─── EXTRACTED DATA
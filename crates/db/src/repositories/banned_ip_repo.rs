//! Repository for the `banned_ips` table.

use sqlx::PgPool;
use best_dressed_core::types::Timestamp;

use crate::models::banned_ip::BannedIp;

const COLUMNS: &str = "id, ip_address, reason, banned_at, expires_at, active";

pub struct BannedIpRepo;

impl BannedIpRepo {
    /// Ban an address, or re-activate and update an existing ban.
    pub async fn ban(
        pool: &PgPool,
        ip_address: &str,
        reason: Option<&str>,
        expires_at: Option<Timestamp>,
    ) -> Result<BannedIp, sqlx::Error> {
        let query = format!(
            "INSERT INTO banned_ips (ip_address, reason, expires_at) \
             VALUES ($1, $2, $3) \
             ON CONFLICT (ip_address) DO UPDATE SET \
                reason = EXCLUDED.reason, \
                expires_at = EXCLUDED.expires_at, \
                active = TRUE, \
                banned_at = NOW() \
             RETURNING {COLUMNS}"
        );
        sqlx::query_as::<_, BannedIp>(&query)
            .bind(ip_address)
            .bind(reason)
            .bind(expires_at)
            .fetch_one(pool)
            .await
    }

    /// Clear the active flag. Returns `true` if a ban was lifted.
    pub async fn lift(pool: &PgPool, ip_address: &str) -> Result<bool, sqlx::Error> {
        let result = sqlx::query("UPDATE banned_ips SET active = FALSE WHERE ip_address = $1 AND active")
            .bind(ip_address)
            .execute(pool)
            .await?;
        Ok(result.rows_affected() > 0)
    }

    /// The ban in force for `ip_address` at `now`, if any.
    pub async fn find_active(
        pool: &PgPool,
        ip_address: &str,
        now: Timestamp,
    ) -> Result<Option<BannedIp>, sqlx::Error> {
        let query = format!("SELECT {COLUMNS} FROM banned_ips WHERE ip_address = $1");
        let ban = sqlx::query_as::<_, BannedIp>(&query)
            .bind(ip_address)
            .fetch_optional(pool)
            .await?;
        Ok(ban.filter(|b| b.is_active_at(now)))
    }
}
──────
WHAT IS EXPECTED:
Go through the entries above and report each line with the string "sqlx" in it.

THE COMPLETED TASK:
use sqlx::PgPool;
    ) -> Result<BannedIp, sqlx::Error> {
        sqlx::query_as::<_, BannedIp>(&query)
    pub async fn lift(pool: &PgPool, ip_address: &str) -> Result<bool, sqlx::Error> {
        let result = sqlx::query("UPDATE banned_ips SET active = FALSE WHERE ip_address = $1 AND active")
    ) -> Result<Option<BannedIp>, sqlx::Error> {
        let ban = sqlx::query_as::<_, BannedIp>(&query)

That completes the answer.